Saved entries:
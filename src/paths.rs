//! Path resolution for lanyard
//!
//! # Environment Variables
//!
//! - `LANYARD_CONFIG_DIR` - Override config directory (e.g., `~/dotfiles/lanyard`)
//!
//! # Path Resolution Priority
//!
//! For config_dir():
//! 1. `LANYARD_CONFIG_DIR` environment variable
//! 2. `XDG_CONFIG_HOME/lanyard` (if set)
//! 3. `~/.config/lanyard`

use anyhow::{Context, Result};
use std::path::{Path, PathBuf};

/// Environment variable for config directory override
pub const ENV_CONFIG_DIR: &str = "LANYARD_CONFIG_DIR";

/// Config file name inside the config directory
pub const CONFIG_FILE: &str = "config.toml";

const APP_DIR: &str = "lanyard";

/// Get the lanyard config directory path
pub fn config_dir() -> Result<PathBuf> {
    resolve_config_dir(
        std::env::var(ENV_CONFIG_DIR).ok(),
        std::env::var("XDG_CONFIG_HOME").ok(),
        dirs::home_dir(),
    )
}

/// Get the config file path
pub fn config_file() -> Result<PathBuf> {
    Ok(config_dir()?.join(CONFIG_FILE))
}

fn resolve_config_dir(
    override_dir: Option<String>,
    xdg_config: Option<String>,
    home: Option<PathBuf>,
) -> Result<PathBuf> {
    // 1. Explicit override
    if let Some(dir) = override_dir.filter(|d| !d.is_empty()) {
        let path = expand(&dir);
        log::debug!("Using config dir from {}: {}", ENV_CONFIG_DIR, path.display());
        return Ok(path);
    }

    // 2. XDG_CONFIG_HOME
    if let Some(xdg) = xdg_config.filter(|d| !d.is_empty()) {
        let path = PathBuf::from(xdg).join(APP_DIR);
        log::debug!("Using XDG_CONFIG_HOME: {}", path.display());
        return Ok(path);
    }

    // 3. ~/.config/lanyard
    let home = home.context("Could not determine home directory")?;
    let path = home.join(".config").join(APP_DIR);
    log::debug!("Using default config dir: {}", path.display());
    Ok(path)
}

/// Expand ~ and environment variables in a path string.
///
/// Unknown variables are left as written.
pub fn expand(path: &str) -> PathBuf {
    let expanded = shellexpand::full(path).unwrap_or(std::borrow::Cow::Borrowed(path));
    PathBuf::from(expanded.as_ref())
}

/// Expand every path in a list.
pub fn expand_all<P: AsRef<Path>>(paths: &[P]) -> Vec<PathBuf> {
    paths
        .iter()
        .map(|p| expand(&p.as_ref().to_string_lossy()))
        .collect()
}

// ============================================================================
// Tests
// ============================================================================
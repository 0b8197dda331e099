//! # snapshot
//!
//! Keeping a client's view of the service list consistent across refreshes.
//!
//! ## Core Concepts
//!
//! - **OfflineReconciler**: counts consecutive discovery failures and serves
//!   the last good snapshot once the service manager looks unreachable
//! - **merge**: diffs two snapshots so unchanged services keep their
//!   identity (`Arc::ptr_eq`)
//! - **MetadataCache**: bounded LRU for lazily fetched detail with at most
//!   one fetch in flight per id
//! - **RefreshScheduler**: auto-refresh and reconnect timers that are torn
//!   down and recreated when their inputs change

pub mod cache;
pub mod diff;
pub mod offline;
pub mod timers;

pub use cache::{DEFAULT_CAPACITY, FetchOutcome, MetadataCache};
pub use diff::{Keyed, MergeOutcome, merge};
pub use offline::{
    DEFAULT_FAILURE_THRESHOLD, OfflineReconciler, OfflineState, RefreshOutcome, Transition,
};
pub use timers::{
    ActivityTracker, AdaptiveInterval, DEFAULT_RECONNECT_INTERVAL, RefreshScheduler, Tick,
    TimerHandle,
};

---

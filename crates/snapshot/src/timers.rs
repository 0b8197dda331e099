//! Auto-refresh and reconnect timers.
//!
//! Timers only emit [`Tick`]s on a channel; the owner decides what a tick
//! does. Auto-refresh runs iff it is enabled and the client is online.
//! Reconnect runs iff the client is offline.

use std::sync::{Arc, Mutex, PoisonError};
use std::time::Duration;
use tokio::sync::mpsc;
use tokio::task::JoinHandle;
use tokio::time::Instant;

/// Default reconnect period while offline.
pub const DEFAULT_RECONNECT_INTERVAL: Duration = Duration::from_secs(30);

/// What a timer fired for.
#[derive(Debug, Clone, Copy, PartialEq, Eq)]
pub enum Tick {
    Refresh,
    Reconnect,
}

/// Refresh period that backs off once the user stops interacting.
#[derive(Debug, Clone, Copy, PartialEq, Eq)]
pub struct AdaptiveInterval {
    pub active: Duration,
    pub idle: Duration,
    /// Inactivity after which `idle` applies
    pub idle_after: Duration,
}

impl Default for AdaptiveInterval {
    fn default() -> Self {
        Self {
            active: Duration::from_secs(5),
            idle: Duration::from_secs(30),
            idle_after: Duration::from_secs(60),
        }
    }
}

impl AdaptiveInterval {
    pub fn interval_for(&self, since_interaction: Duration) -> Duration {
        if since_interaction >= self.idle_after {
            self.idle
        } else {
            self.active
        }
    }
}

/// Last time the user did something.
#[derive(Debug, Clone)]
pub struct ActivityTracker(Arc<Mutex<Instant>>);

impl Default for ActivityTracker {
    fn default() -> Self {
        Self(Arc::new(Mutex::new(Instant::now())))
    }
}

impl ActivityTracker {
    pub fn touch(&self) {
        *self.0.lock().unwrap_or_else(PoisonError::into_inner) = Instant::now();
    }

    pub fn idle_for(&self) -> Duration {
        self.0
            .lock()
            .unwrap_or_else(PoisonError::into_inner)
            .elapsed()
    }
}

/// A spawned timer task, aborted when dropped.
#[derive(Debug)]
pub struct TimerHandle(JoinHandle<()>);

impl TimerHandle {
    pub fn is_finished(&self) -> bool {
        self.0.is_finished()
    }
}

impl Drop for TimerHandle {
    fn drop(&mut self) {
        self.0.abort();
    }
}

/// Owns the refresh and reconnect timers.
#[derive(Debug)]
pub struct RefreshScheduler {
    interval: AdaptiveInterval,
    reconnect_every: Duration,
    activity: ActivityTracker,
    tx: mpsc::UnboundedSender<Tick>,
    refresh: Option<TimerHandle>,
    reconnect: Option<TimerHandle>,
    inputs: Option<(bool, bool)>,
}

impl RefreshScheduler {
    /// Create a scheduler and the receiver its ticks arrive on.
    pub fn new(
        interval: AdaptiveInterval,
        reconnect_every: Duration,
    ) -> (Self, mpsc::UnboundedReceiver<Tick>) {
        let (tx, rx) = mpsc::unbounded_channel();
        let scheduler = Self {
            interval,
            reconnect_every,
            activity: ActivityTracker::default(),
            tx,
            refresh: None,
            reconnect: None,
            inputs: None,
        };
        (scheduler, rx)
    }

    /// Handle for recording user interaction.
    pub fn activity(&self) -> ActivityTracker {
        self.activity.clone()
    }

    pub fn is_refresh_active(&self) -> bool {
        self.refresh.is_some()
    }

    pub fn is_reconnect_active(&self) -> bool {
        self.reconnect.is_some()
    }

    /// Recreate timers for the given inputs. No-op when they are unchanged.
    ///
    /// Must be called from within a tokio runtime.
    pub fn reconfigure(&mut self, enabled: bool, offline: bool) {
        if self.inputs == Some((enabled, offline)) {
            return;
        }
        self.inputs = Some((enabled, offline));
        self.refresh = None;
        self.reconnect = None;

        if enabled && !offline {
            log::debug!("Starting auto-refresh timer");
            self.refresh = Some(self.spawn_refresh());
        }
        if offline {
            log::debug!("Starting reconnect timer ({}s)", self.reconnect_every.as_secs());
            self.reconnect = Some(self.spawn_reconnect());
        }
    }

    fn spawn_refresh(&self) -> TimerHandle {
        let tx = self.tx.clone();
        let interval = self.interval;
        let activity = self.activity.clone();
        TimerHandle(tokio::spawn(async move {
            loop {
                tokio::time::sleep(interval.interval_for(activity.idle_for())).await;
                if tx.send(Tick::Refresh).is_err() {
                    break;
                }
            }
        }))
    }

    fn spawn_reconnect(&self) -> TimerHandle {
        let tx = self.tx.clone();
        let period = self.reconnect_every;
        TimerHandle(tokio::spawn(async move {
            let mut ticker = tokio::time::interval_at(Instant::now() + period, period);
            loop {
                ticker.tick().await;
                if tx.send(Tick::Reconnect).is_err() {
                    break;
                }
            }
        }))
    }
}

> _Description of the task_
Among the records above, find each line holding "inputs" and list it.

> _Response_
//!   down and recreated when their inputs change
    inputs: Option<(bool, bool)>,
            inputs: None,
    /// Recreate timers for the given inputs. No-op when they are unchanged.
        if self.inputs == Some((enabled, offline)) {
        self.inputs = Some((enabled, offline));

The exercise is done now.